__Work required__
So that nothing is lost, write out all the lines below exactly.

Source records:
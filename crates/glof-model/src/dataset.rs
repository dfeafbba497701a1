//! Labelled design matrices and the held-out split.

use ndarray::{Array1, Array2, ArrayView1, Axis};
use rand::rngs::StdRng;
use rand::seq::SliceRandom;
use rand::SeedableRng;
use serde::{Deserialize, Serialize};

use glof_core::error::{GlofError, Result};
use glof_core::models::{LakeRecord, FEATURE_COLUMNS};
use glof_core::table::FeatureMatrix;

/// Complete, labelled feature matrix
#[derive(Debug, Clone, PartialEq)]
pub struct Dataset {
    pub columns: Vec<String>,
    pub x: Array2<f64>,
    pub y: Vec<bool>,
}

impl Dataset {
    /// Build from labelled records whose features are all present.
    ///
    /// Fails with `PendingReview` while any record lacks a label and with a
    /// `Training` error when a feature is still missing.
    pub fn from_records(records: &[LakeRecord]) -> Result<Self> {
        let pending = records.iter().filter(|r| r.needs_review || r.glof.is_none()).count();
        if pending > 0 {
            return Err(GlofError::PendingReview { count: pending });
        }

        let matrix = FeatureMatrix::from_records(records);
        let missing = matrix.missing_count();
        let rows = matrix.dense_rows().ok_or_else(|| GlofError::Training {
            reason: format!("{} feature value(s) are missing; run imputation first", missing),
        })?;

        let n_cols = FEATURE_COLUMNS.len();
        let flat: Vec<f64> = rows.into_iter().flatten().collect();
        let x = Array2::from_shape_vec((records.len(), n_cols), flat)
            .map_err(|e| GlofError::Training { reason: e.to_string() })?;

        Ok(Self {
            columns: matrix.columns,
            x,
            y: records.iter().map(|r| r.glof == Some(1)).collect(),
        })
    }

    pub fn len(&self) -> usize {
        self.y.len()
    }

    pub fn is_empty(&self) -> bool {
        self.y.is_empty()
    }

    pub fn n_features(&self) -> usize {
        self.x.ncols()
    }

    pub fn positives(&self) -> usize {
        self.y.iter().filter(|v| **v).count()
    }

    pub fn row(&self, i: usize) -> ArrayView1<f64> {
        self.x.row(i)
    }

    /// Labels as 0.0 / 1.0
    pub fn targets(&self) -> Vec<f64> {
        self.y.iter().map(|&v| if v { 1.0 } else { 0.0 }).collect()
    }

    pub fn subset(&self, rows: &[usize]) -> Self {
        Self {
            columns: self.columns.clone(),
            x: self.x.select(Axis(0), rows),
            y: rows.iter().map(|&i| self.y[i]).collect(),
        }
    }

    /// Split into (train, test) keeping the class ratio in both parts
    pub fn stratified_split(&self, test_fraction: f64, seed: u64) -> Result<(Self, Self)> {
        if !(test_fraction > 0.0 && test_fraction < 1.0) {
            return Err(GlofError::ConfigInvalid {
                key: "test_fraction".to_string(),
                reason: format!("must be strictly between 0 and 1, got {}", test_fraction),
            });
        }

        let mut rng = StdRng::seed_from_u64(seed);
        let mut train = Vec::new();
        let mut test = Vec::new();

        for class in [false, true] {
            let mut members: Vec<usize> = (0..self.len()).filter(|&i| self.y[i] == class).collect();
            members.shuffle(&mut rng);

            let mut n_test = (members.len() as f64 * test_fraction).round() as usize;
            if members.len() >= 2 {
                n_test = n_test.clamp(1, members.len() - 1);
            }
            test.extend_from_slice(&members[..n_test]);
            train.extend_from_slice(&members[n_test..]);
        }

        train.sort_unstable();
        test.sort_unstable();
        Ok((self.subset(&train), self.subset(&test)))
    }
}

/// Per-column z-score parameters
#[derive(Debug, Clone, PartialEq, Serialize, Deserialize)]
pub struct Standardizer {
    pub means: Vec<f64>,
    pub stds: Vec<f64>,
}

impl Standardizer {
    pub fn fit(x: &Array2<f64>) -> Self {
        let means = x.mean_axis(Axis(0)).unwrap_or_else(|| Array1::zeros(x.ncols()));
        let stds = x.std_axis(Axis(0), 0.0);
        Self { means: means.to_vec(), stds: stds.to_vec() }
    }

    /// Standardise one row; constant columns map to zero
    pub fn transform(&self, row: ArrayView1<f64>) -> Vec<f64> {
        row.iter()
            .zip(self.means.iter().zip(&self.stds))
            .map(|(v, (mean, std))| if *std > 0.0 { (v - mean) / std } else { 0.0 })
            .collect()
    }

    pub fn transform_all(&self, x: &Array2<f64>) -> Array2<f64> {
        let mut out = x.clone();
        for mut row in out.rows_mut() {
            let scaled = self.transform(row.view());
            row.iter_mut().zip(scaled).for_each(|(slot, v)| *slot = v);
        }
        out
    }
}

#[cfg(test)]
pub(crate) mod test_support {
    use super::Dataset;
    use ndarray::Array2;
    use rand::rngs::StdRng;
    use rand::{Rng, SeedableRng};

    /// Two noisy Gaussian-ish clusters separated along the first two features
    pub fn separable(n: usize, seed: u64) -> Dataset {
        let mut rng = StdRng::seed_from_u64(seed);
        let p = 4;
        let mut x = Array2::zeros((n, p));
        let mut y = Vec::with_capacity(n);
        for i in 0..n {
            let positive = i % 3 == 0;
            let shift = if positive { 2.0 } else { -2.0 };
            x[[i, 0]] = shift + rng.gen_range(-1.0..1.0);
            x[[i, 1]] = shift * 10.0 + rng.gen_range(-10.0..10.0);
            x[[i, 2]] = rng.gen_range(-1.0..1.0);
            x[[i, 3]] = 1.0;
            y.push(positive);
        }
        Dataset { columns: (0..p).map(|j| format!("f{}", j)).collect(), x, y }
    }
}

__Solved problem__
filename crates/glof-model/src/dataset.rs
repository dfeafbba497701a1
//! Labelled design matrices and the held-out split.

use ndarray::{Array1, Array2, ArrayView1, Axis};
use rand::rngs::StdRng;
use rand::seq::SliceRandom;
use rand::SeedableRng;
use serde::{Deserialize, Serialize};

use glof_core::error::{GlofError, Result};
use glof_core::models::{LakeRecord, FEATURE_COLUMNS};
use glof_core::table::FeatureMatrix;

/// Complete, labelled feature matrix
#[derive(Debug, Clone, PartialEq)]
pub struct Dataset {
    pub columns: Vec<String>,
    pub x: Array2<f64>,
    pub y: Vec<bool>,
}

impl Dataset {
    /// Build from labelled records whose features are all present.
    ///
    /// Fails with `PendingReview` while any record lacks a label and with a
    /// `Training` error when a feature is still missing.
    pub fn from_records(records: &[LakeRecord]) -> Result<Self> {
        let pending = records.iter().filter(|r| r.needs_review || r.glof.is_none()).count();
        if pending > 0 {
            return Err(GlofError::PendingReview { count: pending });
        }

        let matrix = FeatureMatrix::from_records(records);
        let missing = matrix.missing_count();
        let rows = matrix.dense_rows().ok_or_else(|| GlofError::Training {
            reason: format!("{} feature value(s) are missing; run imputation first", missing),
        })?;

        let n_cols = FEATURE_COLUMNS.len();
        let flat: Vec<f64> = rows.into_iter().flatten().collect();
        let x = Array2::from_shape_vec((records.len(), n_cols), flat)
            .map_err(|e| GlofError::Training { reason: e.to_string() })?;

        Ok(Self {
            columns: matrix.columns,
            x,
            y: records.iter().map(|r| r.glof == Some(1)).collect(),
        })
    }

    pub fn len(&self) -> usize {
        self.y.len()
    }

    pub fn is_empty(&self) -> bool {
        self.y.is_empty()
    }

    pub fn n_features(&self) -> usize {
        self.x.ncols()
    }

    pub fn positives(&self) -> usize {
        self.y.iter().filter(|v| **v).count()
    }

    pub fn row(&self, i: usize) -> ArrayView1<f64> {
        self.x.row(i)
    }

    /// Labels as 0.0 / 1.0
    pub fn targets(&self) -> Vec<f64> {
        self.y.iter().map(|&v| if v { 1.0 } else { 0.0 }).collect()
    }

    pub fn subset(&self, rows: &[usize]) -> Self {
        Self {
            columns: self.columns.clone(),
            x: self.x.select(Axis(0), rows),
            y: rows.iter().map(|&i| self.y[i]).collect(),
        }
    }

    /// Split into (train, test) keeping the class ratio in both parts
    pub fn stratified_split(&self, test_fraction: f64, seed: u64) -> Result<(Self, Self)> {
        if !(test_fraction > 0.0 && test_fraction < 1.0) {
            return Err(GlofError::ConfigInvalid {
                key: "test_fraction".to_string(),
                reason: format!("must be strictly between 0 and 1, got {}", test_fraction),
            });
        }

        let mut rng = StdRng::seed_from_u64(seed);
        let mut train = Vec::new();
        let mut test = Vec::new();

        for class in [false, true] {
            let mut members: Vec<usize> = (0..self.len()).filter(|&i| self.y[i] == class).collect();
            members.shuffle(&mut rng);

            let mut n_test = (members.len() as f64 * test_fraction).round() as usize;
            if members.len() >= 2 {
                n_test = n_test.clamp(1, members.len() - 1);
            }
            test.extend_from_slice(&members[..n_test]);
            train.extend_from_slice(&members[n_test..]);
        }

        train.sort_unstable();
        test.sort_unstable();
        Ok((self.subset(&train), self.subset(&test)))
    }
}

/// Per-column z-score parameters
#[derive(Debug, Clone, PartialEq, Serialize, Deserialize)]
pub struct Standardizer {
    pub means: Vec<f64>,
    pub stds: Vec<f64>,
}

impl Standardizer {
    pub fn fit(x: &Array2<f64>) -> Self {
        let means = x.mean_axis(Axis(0)).unwrap_or_else(|| Array1::zeros(x.ncols()));
        let stds = x.std_axis(Axis(0), 0.0);
        Self { means: means.to_vec(), stds: stds.to_vec() }
    }

    /// Standardise one row; constant columns map to zero
    pub fn transform(&self, row: ArrayView1<f64>) -> Vec<f64> {
        row.iter()
            .zip(self.means.iter().zip(&self.stds))
            .map(|(v, (mean, std))| if *std > 0.0 { (v - mean) / std } else { 0.0 })
            .collect()
    }

    pub fn transform_all(&self, x: &Array2<f64>) -> Array2<f64> {
        let mut out = x.clone();
        for mut row in out.rows_mut() {
            let scaled = self.transform(row.view());
            row.iter_mut().zip(scaled).for_each(|(slot, v)| *slot = v);
        }
        out
    }
}

#[cfg(test)]
pub(crate) mod test_support {
    use super::Dataset;
    use ndarray::Array2;
    use rand::rngs::StdRng;
    use rand::{Rng, SeedableRng};

    /// Two noisy Gaussian-ish clusters separated along the first two features
    pub fn separable(n: usize, seed: u64) -> Dataset {
        let mut rng = StdRng::seed_from_u64(seed);
        let p = 4;
        let mut x = Array2::zeros((n, p));
        let mut y = Vec::with_capacity(n);
        for i in 0..n {
            let positive = i % 3 == 0;
            let shift = if positive { 2.0 } else { -2.0 };
            x[[i, 0]] = shift + rng.gen_range(-1.0..1.0);
            x[[i, 1]] = shift * 10.0 + rng.gen_range(-10.0..10.0);
            x[[i, 2]] = rng.gen_range(-1.0..1.0);
            x[[i, 3]] = 1.0;
            y.push(positive);
        }
        Dataset { columns: (0..p).map(|j| format!("f{}", j)).collect(), x, y }
    }
}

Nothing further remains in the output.